POLITICA EN DEFENSA DE LA JEFA DE ESTADO

Dura reacción del Gobierno contra los jueces: hacen ‘golpismo activo’

Capitanich, Domínguez y Di Tullio salieron a defender a la Presidenta de la “persecución judicial”. Cuáles son las patas del Poder Judicial “golpista”.

Foto:Cedoc Perfil

El Gobierno atacó ayer duramente al Poder Judicial. Lo acusó de practicar un “golpismo activo” al meterse con la empresa Hotesur, que administra los hoteles de la presidenta Cristina Kirchner en el sur. La noticia conmocionó a la jefa de Estado y eso se tradujo en duras críticas del jefe de Gabinete, Jorge Capitanich, y de otros kirchneristas, a los jueces.

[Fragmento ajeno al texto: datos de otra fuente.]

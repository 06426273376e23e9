//! Context assembly: fits unbounded evidence into a fixed token budget.
//!
//! Builds one prompt body from four categories, in order:
//!
//! 1. **Instructions** (fixed preamble)
//! 2. **Source material** (every source document, summarized)
//! 3. **Reference material** (top-N reference hits by relevance)
//! 4. **Precedent material** (top-M precedent hits by relevance)
//!
//! Each item is capped on its own, each category is capped against the
//! budget, and the joined body gets one last whole-body truncation if it
//! still exceeds the prompt capacity. Assembly never fails: oversized input
//! is cut, not rejected.
//!
//! Assembly is deterministic. Identical inputs produce identical output.

use crate::context::budget::{Category, TokenBudget};
use crate::context::evidence::{Evidence, PrecedentHit, ReferenceHit};
use crate::context::summarizer;
use crate::context::token;
use casedraft_config::AssemblyConfig;
use serde::{Deserialize, Serialize};
use tracing::{debug, warn};

/// Separator placed between items inside a category and between sections.
pub const SECTION_SEPARATOR: &str = "\n\n---\n\n";

/// Default instructional preamble leading every assembled body.
pub const DEFAULT_PREAMBLE: &str = "\
You are preparing an engagement document for a professional services firm. \
The material below was gathered for a single client matter. Rely only on \
facts stated in it. Where the material is silent or contradictory, say so \
rather than guessing. Dates, amounts and reference numbers must be copied \
exactly as they appear.";

// ── Types ─────────────────────────────────────────────────────────────────

/// Selection limits and per-item caps.
#[derive(Debug, Clone, Copy, PartialEq, Eq, Serialize, Deserialize)]
pub struct AssemblyLimits {
    /// Reference hits kept after ranking.
    pub max_reference_hits: usize,
    /// Precedent hits kept after ranking.
    pub max_precedent_hits: usize,
    /// Cap on each source document's raw text.
    pub source_item_tokens: usize,
    /// Cap on each reference hit's content.
    pub reference_item_tokens: usize,
    /// Cap on each precedent free-text field.
    pub precedent_field_tokens: usize,
}

impl Default for AssemblyLimits {
    fn default() -> Self {
        Self::from(&AssemblyConfig::default())
    }
}

impl From<&AssemblyConfig> for AssemblyLimits {
    fn from(config: &AssemblyConfig) -> Self {
        Self {
            max_reference_hits: config.max_reference_hits,
            max_precedent_hits: config.max_precedent_hits,
            source_item_tokens: config.source_item_tokens,
            reference_item_tokens: config.reference_item_tokens,
            precedent_field_tokens: config.precedent_field_tokens,
        }
    }
}

/// One category's assembled text. Not mutated after creation.
#[derive(Debug, Clone, PartialEq, Serialize, Deserialize)]
pub struct ContextSection {
    pub category: Category,
    /// Items rendered into this section.
    pub items_considered: usize,
    /// Items supplied before selection.
    pub items_available: usize,
    /// Final rendered text (empty when the category had nothing).
    pub text: String,
    /// Whether any item or the category as a whole was cut.
    pub truncated: bool,
    /// Estimate of `text`.
    pub estimated_tokens: usize,
    /// Estimate before the category cap was applied.
    pub raw_estimate: usize,
    /// Category cap from the budget.
    pub cap: usize,
}

/// The bounded prompt body handed to the first generation stage.
#[derive(Debug, Clone, PartialEq, Serialize, Deserialize)]
pub struct AssembledContext {
    /// Sections in assembly order, including empty ones.
    pub sections: Vec<ContextSection>,
    /// Joined body text.
    pub body: String,
    /// Estimate of `body`. Never above `budget_total`.
    pub estimated_tokens: usize,
    /// Total capacity of the budget used.
    pub budget_total: usize,
    /// Ceiling for a whole stage prompt built around `body`: the total
    /// minus the output reservation.
    pub prompt_capacity: usize,
    /// Whether the whole-body truncation pass fired.
    pub backstop_applied: bool,
}

/// Text-free view of an [`AssembledContext`] for operators and API callers.
#[derive(Debug, Clone, PartialEq, Serialize, Deserialize)]
pub struct ContextStats {
    pub sections: Vec<SectionStats>,
    pub estimated_tokens: usize,
    pub budget_total: usize,
    /// Budget utilization percentage (0.0–100.0).
    pub utilization_pct: f32,
    pub backstop_applied: bool,
}

#[derive(Debug, Clone, PartialEq, Serialize, Deserialize)]
pub struct SectionStats {
    pub category: Category,
    pub items_considered: usize,
    pub items_available: usize,
    pub estimated_tokens: usize,
    pub raw_estimate: usize,
    pub cap: usize,
    pub truncated: bool,
}

impl AssembledContext {
    pub fn section(&self, category: Category) -> Option<&ContextSection> {
        self.sections.iter().find(|s| s.category == category)
    }

    pub fn stats(&self) -> ContextStats {
        let utilization_pct = if self.budget_total == 0 {
            0.0
        } else {
            (self.estimated_tokens as f32 / self.budget_total as f32) * 100.0
        };
        ContextStats {
            sections: self
                .sections
                .iter()
                .map(|s| SectionStats {
                    category: s.category,
                    items_considered: s.items_considered,
                    items_available: s.items_available,
                    estimated_tokens: s.estimated_tokens,
                    raw_estimate: s.raw_estimate,
                    cap: s.cap,
                    truncated: s.truncated,
                })
                .collect(),
            estimated_tokens: self.estimated_tokens,
            budget_total: self.budget_total,
            utilization_pct,
            backstop_applied: self.backstop_applied,
        }
    }
}

// ── Assembler ─────────────────────────────────────────────────────────────

/// The context assembler. Stateless; create one and reuse it.
#[derive(Debug, Clone)]
pub struct ContextAssembler {
    budget: TokenBudget,
    limits: AssemblyLimits,
    preamble: String,
}

impl ContextAssembler {
    pub fn new(budget: TokenBudget, limits: AssemblyLimits) -> Self {
        Self {
            budget,
            limits,
            preamble: DEFAULT_PREAMBLE.to_string(),
        }
    }

    /// Replace the instructional preamble.
    pub fn with_preamble(mut self, preamble: impl Into<String>) -> Self {
        self.preamble = preamble.into();
        self
    }

    pub fn budget(&self) -> &TokenBudget {
        &self.budget
    }

    pub fn limits(&self) -> &AssemblyLimits {
        &self.limits
    }

    /// Assemble the bounded prompt body from `evidence`.
    ///
    /// # Algorithm
    ///
    /// 1. Render each category's selected items through the summarizer
    ///    (per-item caps apply here)
    /// 2. Join the items under a category header and cut the result to the
    ///    category cap
    /// 3. Join preamble and non-empty sections
    /// 4. If the body still exceeds `total − reserved_output`, cut the body
    pub fn assemble(&self, evidence: &Evidence) -> AssembledContext {
        let sections = vec![
            self.instructions_section(),
            self.source_section(evidence),
            self.reference_section(&evidence.references),
            self.precedent_section(&evidence.precedents),
        ];

        let joined = sections
            .iter()
            .filter(|s| !s.text.is_empty())
            .map(|s| s.text.as_str())
            .collect::<Vec<_>>()
            .join(SECTION_SEPARATOR);

        let capacity = self.budget.prompt_capacity();
        let pre_backstop = token::estimate_tokens(&joined);
        let backstop_applied = pre_backstop > capacity;
        let body = if backstop_applied {
            warn!(
                estimated = pre_backstop,
                capacity, "Assembled context over capacity, truncating whole body"
            );
            token::truncate(&joined, capacity).into_owned()
        } else {
            joined
        };

        let estimated_tokens = token::estimate_tokens(&body);
        debug!(
            estimated_tokens,
            budget_total = self.budget.total(),
            backstop_applied,
            "Context assembled"
        );

        AssembledContext {
            sections,
            body,
            estimated_tokens,
            budget_total: self.budget.total(),
            prompt_capacity: capacity,
            backstop_applied,
        }
    }

    // ── Private category renderers ────────────────────────────────────────

    fn instructions_section(&self) -> ContextSection {
        let items = if self.preamble.trim().is_empty() {
            Vec::new()
        } else {
            vec![self.preamble.trim().to_string()]
        };
        let available = items.len();
        self.finish_section(Category::Instructions, None, items, available, false)
    }

    fn source_section(&self, evidence: &Evidence) -> ContextSection {
        let cap = self.limits.source_item_tokens;
        let item_cut = evidence
            .sources
            .iter()
            .any(|d| token::estimate_tokens(d.raw_text.trim()) > cap);
        let items = evidence
            .sources
            .iter()
            .map(|d| summarizer::summarize_source(d, cap))
            .collect();
        self.finish_section(
            Category::SourceMaterial,
            Some("## Source Material"),
            items,
            evidence.sources.len(),
            item_cut,
        )
    }

    fn reference_section(&self, hits: &[ReferenceHit]) -> ContextSection {
        let cap = self.limits.reference_item_tokens;
        let selected = top_by_relevance(hits, self.limits.max_reference_hits, |h| {
            h.relevance_score
        });
        let item_cut = selected
            .iter()
            .any(|h| token::estimate_tokens(h.content.trim()) > cap);
        let items = selected
            .iter()
            .map(|h| summarizer::summarize_reference(h, cap))
            .collect();
        self.finish_section(
            Category::ReferenceMaterial,
            Some("## Reference Material"),
            items,
            hits.len(),
            item_cut,
        )
    }

    fn precedent_section(&self, hits: &[PrecedentHit]) -> ContextSection {
        let cap = self.limits.precedent_field_tokens;
        let selected = top_by_relevance(hits, self.limits.max_precedent_hits, |h| {
            h.relevance_score
        });
        let item_cut = selected.iter().any(|h| {
            token::estimate_tokens(h.content.trim()) > cap
                || h.outcome
                    .as_deref()
                    .is_some_and(|o| token::estimate_tokens(o.trim()) > cap)
        });
        let items = selected
            .iter()
            .map(|h| summarizer::summarize_precedent(h, cap))
            .collect();
        self.finish_section(
            Category::PrecedentMaterial,
            Some("## Precedent Material"),
            items,
            hits.len(),
            item_cut,
        )
    }

    /// Join rendered items under `header` and cut the result to the
    /// category cap.
    fn finish_section(
        &self,
        category: Category,
        header: Option<&str>,
        items: Vec<String>,
        items_available: usize,
        item_cut: bool,
    ) -> ContextSection {
        let cap = self.budget.cap(category);
        let items_considered = items.len();

        if items.is_empty() {
            debug!(category = %category, cap, "Category empty");
            return ContextSection {
                category,
                items_considered: 0,
                items_available,
                text: String::new(),
                truncated: false,
                estimated_tokens: 0,
                raw_estimate: 0,
                cap,
            };
        }

        let joined = items
            .iter()
            .map(|i| i.trim_end())
            .collect::<Vec<_>>()
            .join(SECTION_SEPARATOR);
        let raw = match header {
            Some(h) => format!("{h}\n\n{joined}"),
            None => joined,
        };

        let raw_estimate = token::estimate_tokens(&raw);
        let over = raw_estimate > cap;
        if over {
            warn!(
                category = %category,
                estimated = raw_estimate,
                cap,
                "Category over budget, truncating"
            );
        } else {
            debug!(category = %category, estimated = raw_estimate, cap, "Category within budget");
        }

        let text = token::truncate(&raw, cap).into_owned();
        ContextSection {
            category,
            items_considered,
            items_available,
            estimated_tokens: token::estimate_tokens(&text),
            text,
            truncated: over || item_cut,
            raw_estimate,
            cap,
        }
    }
}

/// Keep the `limit` most relevant items. Ties keep their input order; NaN
/// scores rank last.
fn top_by_relevance<T>(items: &[T], limit: usize, score: impl Fn(&T) -> f32) -> Vec<&T> {
    let key = |item: &T| {
        let s = score(item);
        if s.is_nan() { f32::NEG_INFINITY } else { s }
    };
    let mut ranked: Vec<&T> = items.iter().collect();
    ranked.sort_by(|a, b| key(b).total_cmp(&key(a)));
    ranked.truncate(limit);
    ranked
}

“Hay un ataque despiadado del Poder Judicial, una estrategia de golpismo activo del Poder Judicial, un ataque al gobierno nacional con denuncias falsas sin ningún tipo de entidad”, explicó el funcionario desde el sector militar de Aeroparque.

Trenzada desde hace al menos dos años con la Justicia (impulsó la “democratización”, copó el Consejo de la Magistratura, colocó una procuradora afín al Gobierno, entre otras cosas), Cristina Kirchner sintió los efectos de esa batalla en carne propia.

“Es inexplicable el ensañamiento y la persecución judicial hacia la figura de nuestra presidenta. El propósito es dañar la investidura y bastardear la opinión pública”, disparó otro oficialista, el diputado Julián Domínguez.

Para Capitanich, “no se necesita ningún allanamiento porque la operatoria de la empresa es clara y transparente”. Precisó que el “golpismo” del Poder Judicial tiene una pata comunicacional y otra opositora, que tiene una actitud sediciosa al negarse a nombrar al reemplazante del juez de la Corte Raúl Zaffaroni.

No quieren que Cristina termine su mandato. Ese es el objetivo”, advirtió la jefa del bloque de Diputados, Juliana Di Tullio. La legisladora acusó a Claudio Bonadio, el juez que ordenó el allanamiento, de estar enrolado en el Frente Renovador de Sergio Massa. “La oposición recurre a sus jueces para intentar voltear a Cristina”, opinó. La reacción del Gobierno demuestra la preocupación por la embestida judicial.